Voyage sonore de proximité


Alors que les sorties et annonces de poids lourds (Arcade Fire, Andrew Bird, LCD Soundsystem, Modest Mouse) se succèdent à une cadence qui me fait un peu peur, je m’offre une pause. J’en profite donc pour livrer quelques impressions sur un album que j’écoute. J’aime bien écrire sur ce que j’écoute, je ne sais pas si vous avez remarqué. C’est amusant de penser qu’un lecteur régulier va faire une drôle de tête en voyant cette critique au menu de ce site. Autant l’annoncer d’entrée, je connais le compositeur derrière cet album. Voici donc la critique de proximité, à la limite de la critique dont vous êtes le héros.

Vais-je une fois encore faire preuve de coquetterie et invoquer un manque de vocabulaire et d’expérience en matière de musique électronique ? Je vais me gêner tiens... Même s’il faut préciser que j’en écoute beaucoup plus que je n’en parle. Si l’éclectisme est une qualité qui plaît d’emblée sur ce Shut The Blinders Pull The Curtains, il y a quand même une certaine unité de ton. Et un ange tutélaire est incontestable : Amon Tobin. Il s’agit d’un parrainage plus qu’encombrant, tant le Brésilien s’est hissé haut dans la sphère des compositeurs de haut vol.

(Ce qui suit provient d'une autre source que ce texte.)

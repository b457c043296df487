//! # Indexing Processors
//!
//! Leaf processors that turn change-set paths into index mutations on an
//! [`IndexService`]. The search engine itself is a collaborator: this crate
//! only decides which documents to send, in which order, and when to commit.
//!
//! The XML, binary and binary-with-metadata leaves share one batch shape,
//! implemented once in [`index_change_set`]:
//!
//! 1. resolve the effective site name and index id,
//! 2. index created paths, then updated paths, then delete deleted paths,
//!    each list in input order, counting mutations,
//! 3. commit once if anything was sent, otherwise make no call at all.

pub mod binary;
pub mod metadata;
pub mod xml;

use std::collections::HashMap;
use std::path::Path;

use log::{debug, info};

use crate::changeset::ChangeSet;
use crate::config::SiteConfig;
use crate::error::Result;
use crate::path::format_placeholder;

pub use binary::BinaryFileIndexingProcessor;
pub use metadata::BinaryFileWithMetadataIndexingProcessor;
pub use xml::XmlFileIndexingProcessor;

pub const DEFAULT_INDEX_ID_FORMAT: &str = "%s-default";

/// Extra fields attached to a binary document, by field name.
pub type Metadata = HashMap<String, Vec<String>>;

/// The search-engine client.
///
/// `index_id` is `None` when documents go to the engine's default index.
pub trait IndexService: Send + Sync {
    /// Index (or re-index) a document from its serialized XML body.
    fn update(
        &self,
        index_id: Option<&str>,
        site: &str,
        doc_id: &str,
        xml: &str,
        commit_now: bool,
    ) -> Result<()>;

    /// Index a binary file; text extraction is the service's job.
    fn update_file(
        &self,
        index_id: Option<&str>,
        site: &str,
        doc_id: &str,
        file: &Path,
        metadata: Option<&Metadata>,
    ) -> Result<()>;

    fn delete(&self, index_id: Option<&str>, site: &str, doc_id: &str) -> Result<()>;

    fn commit(&self, index_id: Option<&str>) -> Result<()>;
}

/// An index service that only logs what it would send.
///
/// Used by the CLI, which has no search-engine client of its own.
#[derive(Debug, Default, Clone, Copy)]
pub struct LoggingIndexService;

impl IndexService for LoggingIndexService {
    fn update(
        &self,
        index_id: Option<&str>,
        site: &str,
        doc_id: &str,
        xml: &str,
        commit_now: bool,
    ) -> Result<()> {
        info!(
            "[dry-run] update {} in {} index for site {} ({} bytes, commit={})",
            doc_id,
            index_name(index_id),
            site,
            xml.len(),
            commit_now
        );
        debug!("{}", xml);
        Ok(())
    }

    fn update_file(
        &self,
        index_id: Option<&str>,
        site: &str,
        doc_id: &str,
        file: &Path,
        metadata: Option<&Metadata>,
    ) -> Result<()> {
        info!(
            "[dry-run] update file {} ({}) in {} index for site {}{}",
            doc_id,
            file.display(),
            index_name(index_id),
            site,
            metadata
                .map(|m| format!(" with {} metadata field(s)", m.len()))
                .unwrap_or_default()
        );
        Ok(())
    }

    fn delete(&self, index_id: Option<&str>, site: &str, doc_id: &str) -> Result<()> {
        info!(
            "[dry-run] delete {} from {} index for site {}",
            doc_id,
            index_name(index_id),
            site
        );
        Ok(())
    }

    fn commit(&self, index_id: Option<&str>) -> Result<()> {
        info!("[dry-run] commit {} index", index_name(index_id));
        Ok(())
    }
}

/// `'id'` for a named index, `default` otherwise. Used in log lines.
pub fn index_name(index_id: Option<&str>) -> String {
    match index_id {
        Some(id) if !id.is_empty() => format!("'{}'", id),
        _ => "default".to_string(),
    }
}

/// Where an indexing processor sends its documents.
#[derive(Debug, Clone, PartialEq, Eq)]
pub struct IndexTarget {
    /// Explicit index id; wins over the derived one.
    pub index_id: Option<String>,
    /// `%s` is replaced by the site name to derive an index id.
    pub default_index_id_format: String,
    /// Send everything to the service's default index.
    pub use_no_index_id: bool,
    /// Overrides the site id of the site being processed.
    pub site_name: Option<String>,
}

impl Default for IndexTarget {
    fn default() -> Self {
        Self {
            index_id: None,
            default_index_id_format: DEFAULT_INDEX_ID_FORMAT.to_string(),
            use_no_index_id: false,
            site_name: None,
        }
    }
}

impl IndexTarget {
    pub fn actual_site_name(&self, site: &SiteConfig) -> String {
        match self.site_name.as_deref() {
            Some(name) if !name.is_empty() => name.to_string(),
            _ => site.id.clone(),
        }
    }

    pub fn actual_index_id(&self, site_name: &str) -> Option<String> {
        if self.use_no_index_id {
            return None;
        }
        match self.index_id.as_deref() {
            Some(id) if !id.is_empty() => Some(id.to_string()),
            _ => Some(format_placeholder(&self.default_index_id_format, site_name)),
        }
    }
}

/// One resolved batch: the index, the site and the working copy it reads from.
pub struct Batch<'a> {
    pub service: &'a dyn IndexService,
    pub index_id: Option<&'a str>,
    pub site: &'a str,
    pub root: &'a Path,
}

/// The per-path half of an indexing processor.
pub trait BatchIndexer {
    /// Send `paths` to the index, returning how many mutations were issued.
    fn update(&self, batch: &Batch<'_>, paths: &[String], delete: bool) -> Result<usize>;
}

/// Run a change set through `indexer`, committing once if anything was sent.
///
/// Returns the number of mutations issued.
pub fn index_change_set(
    indexer: &dyn BatchIndexer,
    service: &dyn IndexService,
    target: &IndexTarget,
    site: &SiteConfig,
    change_set: &ChangeSet,
) -> Result<usize> {
    let site_name = target.actual_site_name(site);
    let index_id = target.actual_index_id(&site_name);
    let batch = Batch {
        service,
        index_id: index_id.as_deref(),
        site: &site_name,
        root: &site.local_repo_path,
    };

    let mut count = 0;
    if !change_set.created().is_empty() {
        count += indexer.update(&batch, change_set.created(), false)?;
    }
    if !change_set.updated().is_empty() {
        count += indexer.update(&batch, change_set.updated(), false)?;
    }
    if !change_set.deleted().is_empty() {
        count += indexer.update(&batch, change_set.deleted(), true)?;
    }

    if count > 0 {
        service.commit(batch.index_id)?;
    }

    Ok(count)
}
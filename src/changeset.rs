//! The created/updated/deleted path triple produced by one sync cycle.

use std::fmt;

use log::debug;

use crate::path::normalize_repo_path;
use crate::repository::{ChangeKind, DiffEntry};

/// Root-relative paths changed by one sync cycle, grouped by kind.
///
/// Every path begins with a separator. A change set is built once per cycle
/// and handed to processors by shared reference; routers that need a subset
/// build a new `ChangeSet` instead of editing the one they were given.
#[derive(Debug, Clone, Default, PartialEq, Eq)]
pub struct ChangeSet {
    created: Vec<String>,
    updated: Vec<String>,
    deleted: Vec<String>,
}

impl ChangeSet {
    pub fn new(created: Vec<String>, updated: Vec<String>, deleted: Vec<String>) -> Self {
        Self {
            created,
            updated,
            deleted,
        }
    }

    /// Classify a tree diff.
    ///
    /// Renames become a delete of the old path plus a create of the new one
    /// and are never folded into `updated`, so indexers drop the old document
    /// id. An exact repeat of a path within the same list is ignored.
    pub fn from_diff(entries: &[DiffEntry]) -> Self {
        let mut change_set = ChangeSet::default();

        for entry in entries {
            debug!("Git Diff Entry: {:?}", entry);
            match entry.kind {
                ChangeKind::Add => push_path(&mut change_set.created, entry.new_path.as_deref()),
                ChangeKind::Modify => push_path(&mut change_set.updated, entry.new_path.as_deref()),
                ChangeKind::Delete => push_path(&mut change_set.deleted, entry.old_path.as_deref()),
                ChangeKind::Rename => {
                    push_path(&mut change_set.deleted, entry.old_path.as_deref());
                    push_path(&mut change_set.created, entry.new_path.as_deref());
                }
            }
        }

        change_set
    }

    pub fn created(&self) -> &[String] {
        &self.created
    }

    pub fn updated(&self) -> &[String] {
        &self.updated
    }

    pub fn deleted(&self) -> &[String] {
        &self.deleted
    }

    pub fn is_empty(&self) -> bool {
        self.created.is_empty() && self.updated.is_empty() && self.deleted.is_empty()
    }

    /// Total number of paths across the three lists.
    pub fn len(&self) -> usize {
        self.created.len() + self.updated.len() + self.deleted.len()
    }
}

fn push_path(list: &mut Vec<String>, path: Option<&str>) {
    if let Some(path) = path {
        let path = normalize_repo_path(path);
        if !list.contains(&path) {
            list.push(path);
        }
    }
}

impl fmt::Display for ChangeSet {
    fn fmt(&self, f: &mut fmt::Formatter<'_>) -> fmt::Result {
        write!(
            f,
            "ChangeSet{{created={:?}, updated={:?}, deleted={:?}}}",
            self.created, self.updated, self.deleted
        )
    }
}

#[cfg(test)]
mod tests {
    use super::*;

    fn paths(values: &[&str]) -> Vec<String> {
        values.iter().map(|s| s.to_string()).collect()
    }

    #[test]
    fn test_from_diff_classifies_each_kind() {
        let entries = vec![
            DiffEntry::added("site/new.xml".to_string()),
            DiffEntry::modified("site/changed.xml".to_string()),
            DiffEntry::deleted("static/old.jpg".to_string()),
        ];

        let change_set = ChangeSet::from_diff(&entries);

        assert_eq!(change_set.created(), paths(&["/site/new.xml"]).as_slice());
        assert_eq!(change_set.updated(), paths(&["/site/changed.xml"]).as_slice());
        assert_eq!(change_set.deleted(), paths(&["/static/old.jpg"]).as_slice());
    }

    #[test]
    fn test_rename_is_delete_plus_create_never_update() {
        let entries = vec![DiffEntry::renamed("old.xml".to_string(), "new.xml".to_string())];

        let change_set = ChangeSet::from_diff(&entries);

        assert_eq!(change_set.created(), paths(&["/new.xml"]).as_slice());
        assert!(change_set.updated().is_empty());
        assert_eq!(change_set.deleted(), paths(&["/old.xml"]).as_slice());
    }

    #[test]
    fn test_from_diff_preserves_input_order() {
        let entries = vec![
            DiffEntry::added("b.xml".to_string()),
            DiffEntry::added("a.xml".to_string()),
            DiffEntry::added("c.xml".to_string()),
        ];

        let change_set = ChangeSet::from_diff(&entries);

        assert_eq!(
            change_set.created(),
            paths(&["/b.xml", "/a.xml", "/c.xml"]).as_slice()
        );
    }

    #[test]
    fn test_from_diff_ignores_exact_duplicates_in_a_list() {
        let entries = vec![
            DiffEntry::added("a.xml".to_string()),
            DiffEntry::added("a.xml".to_string()),
        ];

        assert_eq!(ChangeSet::from_diff(&entries).created().len(), 1);
    }

    #[test]
    fn test_empty_change_set() {
        let change_set = ChangeSet::from_diff(&[]);
        assert!(change_set.is_empty());
        assert_eq!(change_set.len(), 0);
    }

    #[test]
    fn test_display() {
        let change_set = ChangeSet::new(paths(&["/a.xml"]), Vec::new(), paths(&["/b.jpg"]));
        let display = change_set.to_string();
        assert!(display.contains("created=[\"/a.xml\"]"));
        assert!(display.contains("deleted=[\"/b.jpg\"]"));
        assert_eq!(change_set.len(), 2);
    }
}
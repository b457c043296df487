//! Calls an HTTP endpoint once per change set, e.g. to clear a cache.

use std::fmt;
use std::str::FromStr;
use std::sync::Arc;

use log::{error, info};

use crate::changeset::ChangeSet;
use crate::config::SiteConfig;
use crate::error::{Error, Result};

/// Placeholder in the URL replaced by the effective site name.
pub const SITE_NAME_PLACEHOLDER: &str = "{siteName}";

#[derive(Debug, Clone, Copy, PartialEq, Eq)]
pub enum HttpMethod {
    Get,
    Post,
    Head,
    Options,
    Put,
    Delete,
    Trace,
}

impl HttpMethod {
    pub fn as_str(&self) -> &'static str {
        match self {
            HttpMethod::Get => "GET",
            HttpMethod::Post => "POST",
            HttpMethod::Head => "HEAD",
            HttpMethod::Options => "OPTIONS",
            HttpMethod::Put => "PUT",
            HttpMethod::Delete => "DELETE",
            HttpMethod::Trace => "TRACE",
        }
    }
}

impl fmt::Display for HttpMethod {
    fn fmt(&self, f: &mut fmt::Formatter<'_>) -> fmt::Result {
        f.write_str(self.as_str())
    }
}

impl FromStr for HttpMethod {
    type Err = Error;

    fn from_str(s: &str) -> Result<Self> {
        match s.to_ascii_uppercase().as_str() {
            "GET" => Ok(HttpMethod::Get),
            "POST" => Ok(HttpMethod::Post),
            "HEAD" => Ok(HttpMethod::Head),
            "OPTIONS" => Ok(HttpMethod::Options),
            "PUT" => Ok(HttpMethod::Put),
            "DELETE" => Ok(HttpMethod::Delete),
            "TRACE" => Ok(HttpMethod::Trace),
            other => Err(Error::config(format!("unsupported HTTP method '{}'", other))),
        }
    }
}

/// Status and body of a completed request.
#[derive(Debug, Clone, PartialEq, Eq)]
pub struct HttpResponse {
    pub status: u16,
    pub body: String,
}

/// HTTP client abstraction.
///
/// A response with any status, error statuses included, is `Ok`; `Err` is
/// reserved for requests that never got a response.
pub trait HttpClient: Send + Sync {
    fn execute(&self, method: HttpMethod, url: &str) -> Result<HttpResponse>;
}

/// [`HttpClient`] backed by `ureq`.
#[derive(Debug, Default, Clone, Copy)]
pub struct UreqHttpClient;

impl HttpClient for UreqHttpClient {
    fn execute(&self, method: HttpMethod, url: &str) -> Result<HttpResponse> {
        let response = match ureq::request(method.as_str(), url).call() {
            Ok(response) => response,
            Err(ureq::Error::Status(_, response)) => response,
            Err(e) => {
                return Err(Error::Http {
                    url: url.to_string(),
                    message: e.to_string(),
                })
            }
        };

        let status = response.status();
        let body = response.into_string().map_err(|e| Error::Http {
            url: url.to_string(),
            message: format!("failed to read response body: {}", e),
        })?;

        Ok(HttpResponse { status, body })
    }
}

/// Issues one request per invocation, regardless of the change set content.
pub struct HttpMethodCallProcessor {
    client: Arc<dyn HttpClient>,
    method: HttpMethod,
    url: String,
    site_name: Option<String>,
}

impl HttpMethodCallProcessor {
    pub fn new(
        client: Arc<dyn HttpClient>,
        method: HttpMethod,
        url: impl Into<String>,
        site_name: Option<String>,
    ) -> Result<Self> {
        let url = url.into();
        // Validate with a placeholder-free URL so `{siteName}` in the host works.
        url::Url::parse(&url.replace(SITE_NAME_PLACEHOLDER, "site"))?;
        Ok(Self {
            client,
            method,
            url,
            site_name,
        })
    }

    /// The URL requested for `site`.
    pub fn url_for(&self, site: &SiteConfig) -> String {
        let site_name = match self.site_name.as_deref() {
            Some(name) if !name.is_empty() => name,
            _ => site.id.as_str(),
        };
        if site_name.is_empty() {
            self.url.clone()
        } else {
            self.url.replace(SITE_NAME_PLACEHOLDER, site_name)
        }
    }

    pub fn process(&self, site: &SiteConfig, _change_set: &ChangeSet) -> Result<()> {
        let url = self.url_for(site);
        let response = self.client.execute(self.method, &url)?;

        let message = format!(
            "{} {} response: status = {}, body = {}",
            self.method, url, response.status, response.body
        );
        if response.status == 200 {
            info!("{}", message);
        } else {
            error!("{}", message);
        }
        Ok(())
    }
}
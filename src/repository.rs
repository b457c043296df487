//! # Repository Client
//!
//! This module defines the interface the sync engine uses to talk to a site's
//! local working copy and its remote. It is modelled as a trait so the engine
//! can be exercised with an in-memory fake in tests, while the application uses
//! `DefaultGitOperations`, which wraps the system `git` command.
//!
//! ## Operations
//!
//! - **clone** a remote into a local directory,
//! - **open** an existing working copy,
//! - **resolve** the current `HEAD`,
//! - **pull** from the remote, classified as a [`PullOutcome`],
//! - **diff** two commits into a list of [`DiffEntry`] values.

use crate::error::Result;
use std::path::Path;

/// The kind of change a diff entry describes
#[derive(Debug, Clone, Copy, PartialEq, Eq)]
pub enum ChangeKind {
    Add,
    Modify,
    Delete,
    Rename,
}

/// One entry of a tree diff between two commits.
///
/// Paths are relative to the repository root as git reports them, without a
/// leading separator. `old_path` is set for deletes and renames, `new_path`
/// for adds, modifications and renames.
#[derive(Debug, Clone, PartialEq, Eq)]
pub struct DiffEntry {
    pub kind: ChangeKind,
    pub old_path: Option<String>,
    pub new_path: Option<String>,
}

impl DiffEntry {
    pub fn added(path: String) -> Self {
        Self {
            kind: ChangeKind::Add,
            old_path: None,
            new_path: Some(path),
        }
    }

    pub fn modified(path: String) -> Self {
        Self {
            kind: ChangeKind::Modify,
            old_path: Some(path.clone()),
            new_path: Some(path),
        }
    }

    pub fn deleted(path: String) -> Self {
        Self {
            kind: ChangeKind::Delete,
            old_path: Some(path),
            new_path: None,
        }
    }

    pub fn renamed(old_path: String, new_path: String) -> Self {
        Self {
            kind: ChangeKind::Rename,
            old_path: Some(old_path),
            new_path: Some(new_path),
        }
    }
}

/// How a pull from the remote ended
#[derive(Debug, Clone, PartialEq, Eq)]
pub enum PullOutcome {
    /// The local branch moved straight to the remote tip; carries the new head.
    FastForward(String),
    /// Nothing new on the remote.
    UpToDate,
    /// Anything that would need a merge or conflict resolution. The working
    /// copy is left as it was; carries git's explanation.
    Unsupported(String),
}

/// Trait for repository operations - allows mocking in tests
pub trait GitOperations: Send + Sync {
    /// Clones `url` into `target_dir`, replacing whatever was there.
    fn clone_repository(&self, url: &str, target_dir: &Path) -> Result<()>;

    /// Checks that `repo` is an existing working copy.
    fn open(&self, repo: &Path) -> Result<()>;

    /// Returns the commit id `HEAD` points at.
    fn resolve_head(&self, repo: &Path) -> Result<String>;

    /// Pulls from the tracked remote without ever merging.
    fn pull(&self, repo: &Path) -> Result<PullOutcome>;

    /// Lists the changes between two commits, with renames detected.
    fn diff(&self, repo: &Path, old_head: &str, new_head: &str) -> Result<Vec<DiffEntry>>;
}

/// The default implementation of `GitOperations`, which uses the system's
/// `git` command to perform real Git operations.
#[derive(Debug, Default, Clone, Copy)]
pub struct DefaultGitOperations;

impl GitOperations for DefaultGitOperations {
    fn clone_repository(&self, url: &str, target_dir: &Path) -> Result<()> {
        crate::git::clone_repository(url, target_dir)
    }

    fn open(&self, repo: &Path) -> Result<()> {
        crate::git::open_repository(repo)
    }

    fn resolve_head(&self, repo: &Path) -> Result<String> {
        crate::git::resolve_head(repo)
    }

    fn pull(&self, repo: &Path) -> Result<PullOutcome> {
        crate::git::pull(repo)
    }

    fn diff(&self, repo: &Path, old_head: &str, new_head: &str) -> Result<Vec<DiffEntry>> {
        crate::git::diff(repo, old_head, new_head)
    }
}

/// Open the working copy at `root`, cloning `url` into it when there is none.
///
/// A directory without a `.git` entry is treated as a leftover from a failed
/// clone and is replaced.
pub fn resolve_or_clone(git: &dyn GitOperations, url: &str, root: &Path) -> Result<()> {
    if root.exists() && root.join(".git").exists() {
        git.open(root)
    } else {
        git.clone_repository(url, root)
    }
}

Il est amusant de voir la version finalisée d’un morceau dont on a connu les évolutions. The Tramel Trip par exemple, est un des morceaux les plus accessibles. Le groove est vraiment réussi. Il reçoit ici un traitement plus luxueux (et vaguement inquiétant). L’insertion d’instruments lui a été inspirée, dit-il, par Dani Brillant (un peu comme si Joy Division déclarait avoir eu une intuition en écoutant Annie Cordy). Le résultat est plus varié mais moins uniformément dansant. Mais vous avez compris que le but n’est pas de le sortir en single. Dans un registre aussi léger, Spaceship pourrait être considéré comme de l’IDM s’il n’était plus sombre. L’univers de D-Brane n’est pas exactement celui de l’eurodance, vous l’aurez compris. Mais il a le bon goût de ne pas sombrer dans la complaisance glauque et de truffer ses paysages sonores de pulsations rythmiques. J’avais dans l’idée qu’une musique faisant taper du pied était facile. Avec le temps, je me rends compte que c’est vraiment nécessaire. Je me réjouis donc d’autant plus du mélange de Breakbeat et de trompette sur Wissarb Glitz.

Un de mes moments préférés est Boundaries of Olfaydoz et son accélération industrielle, dans l’acception du terme qu’en avaient Eintürzende Neubauten. Il se paye même le luxe de ne pas faire exploser le tout. Je m’en voudrais de ne pas signaler que certains passages sont à réserver à des oreilles un peu averties (Effervescing Gin). Il vous faudra aussi un mot des parents pour Nobody But, You, So Wise qui me déconcerte encore. J’ai semé des petits cailloux mais je me suis quand même perdu. Mais pour faciliter la tâche de l’éventuel critique, il met lui-même les étiquettes. Certaines n’adhèrent pas. Renseigné comme Porn Groove, Intravenal avec ses incrustations de BO que je n’ai pas reconnu ne conviendrait pas comme bande son d’un film heu... burlesque.

Dans la confection de ce genre de musique, le cheminement est aussi important que la destination. C’est donc agréable d’avoir un compte-rendu d’une étape. De quoi sera faite la suite ? On peut dire que finalement, les pistes sont nombreuses. Peut-être qu’en gagnant en confiance les morceaux oseront sortir en étant plus nus. La simplicité (pas l’indigence) est peut-être la chose la plus difficile à réussir. Il n’a pas encore tout lâché, c’est normal et palpable. Encore une fois, à vous de voir si cette musique vous est destinée. Elle l’est pour moi en tous Je vous encourage donc à vous rendre sur le site et télécharger gratuitement le tout. C’est cadeau c’est bonheur. Je vous l’emballe ?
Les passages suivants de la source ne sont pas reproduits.